To do =>
Determine how many lines of this material contain "path". Give only the number.

Material for the task =>
-.-.-

//! Query Configuration
//!
//! Settings that shape a compilation pass: defaults for the pass parameters
//! and the access controllers to run before execution.

use std::collections::HashMap;
use std::path::Path;
use once_cell::sync::Lazy;
use serde::{Serialize, Deserialize};

use crate::query::error::{ContextError, Result};
use crate::query::registry::{PRM_ACCEPT_PARTIAL_RESULT, PRM_USER_AUTHEN_INFO};

pub const KEY_ACCEPT_PARTIAL_RESULT: &str = "olap.query.accept-partial-result";
pub const KEY_ACCESS_CONTROLLERS: &str = "olap.query.access-controllers";

// Process default, used when the caller has no configuration of its own
static DEFAULT_CONFIG: Lazy<QueryConfig> = Lazy::new(QueryConfig::default);

#[derive(Debug, Clone, PartialEq, Eq, Default, Serialize, Deserialize)]
#[serde(default)]
pub struct QueryConfig {
    /// Default for the AcceptPartialResult pass parameter
    pub accept_partial_result: bool,
    /// Names of access controllers to run, in order
    pub access_controllers: Vec<String>,
}

impl QueryConfig {
    /// The process-wide default configuration
    pub fn instance() -> &'static QueryConfig {
        &DEFAULT_CONFIG
    }

    /// Read settings from `key=value` properties; unknown keys are ignored
    pub fn from_properties(props: &HashMap<String, String>) -> Result<Self> {
        let mut config = QueryConfig::default();
        if let Some(v) = props.get(KEY_ACCEPT_PARTIAL_RESULT) {
            config.accept_partial_result = v.trim().parse::<bool>().map_err(|_| {
                ContextError::Config(format!("{} must be true or false, got '{}'", KEY_ACCEPT_PARTIAL_RESULT, v))
            })?;
        }
        if let Some(v) = props.get(KEY_ACCESS_CONTROLLERS) {
            config.access_controllers = v
                .split(',')
                .map(str::trim)
                .filter(|s| !s.is_empty())
                .map(str::to_string)
                .collect();
        }
        Ok(config)
    }

    /// Parse a properties text: one `key=value` per line, `#` comments
    pub fn parse_properties(text: &str) -> Result<Self> {
        let mut props = HashMap::new();
        for (lineno, line) in text.lines().enumerate() {
            let line = line.trim();
            if line.is_empty() || line.starts_with('#') {
                continue;
            }
            let (key, value) = line
                .split_once('=')
                .ok_or_else(|| ContextError::Config(format!("line {}: expected key=value", lineno + 1)))?;
            props.insert(key.trim().to_string(), value.trim().to_string());
        }
        Self::from_properties(&props)
    }

    /// Load from a JSON file
    pub fn from_json_file(path: impl AsRef<Path>) -> Result<Self> {
        let path = path.as_ref();
        let text = std::fs::read_to_string(path)
            .map_err(|e| ContextError::Config(format!("cannot read {}: {}", path.display(), e)))?;
        serde_json::from_str(&text).map_err(|e| ContextError::Config(format!("invalid {}: {}", path.display(), e)))
    }

    /// Pass parameters for a compilation pass run under this configuration
    pub fn pass_parameters(&self, user_info: Option<&str>) -> HashMap<String, String> {
        let mut params = HashMap::new();
        params.insert(PRM_ACCEPT_PARTIAL_RESULT.to_string(), self.accept_partial_result.to_string());
        if let Some(info) = user_info {
            params.insert(PRM_USER_AUTHEN_INFO.to_string(), info.to_string());
        }
        params
    }
}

-.-.-

Finished task =>
6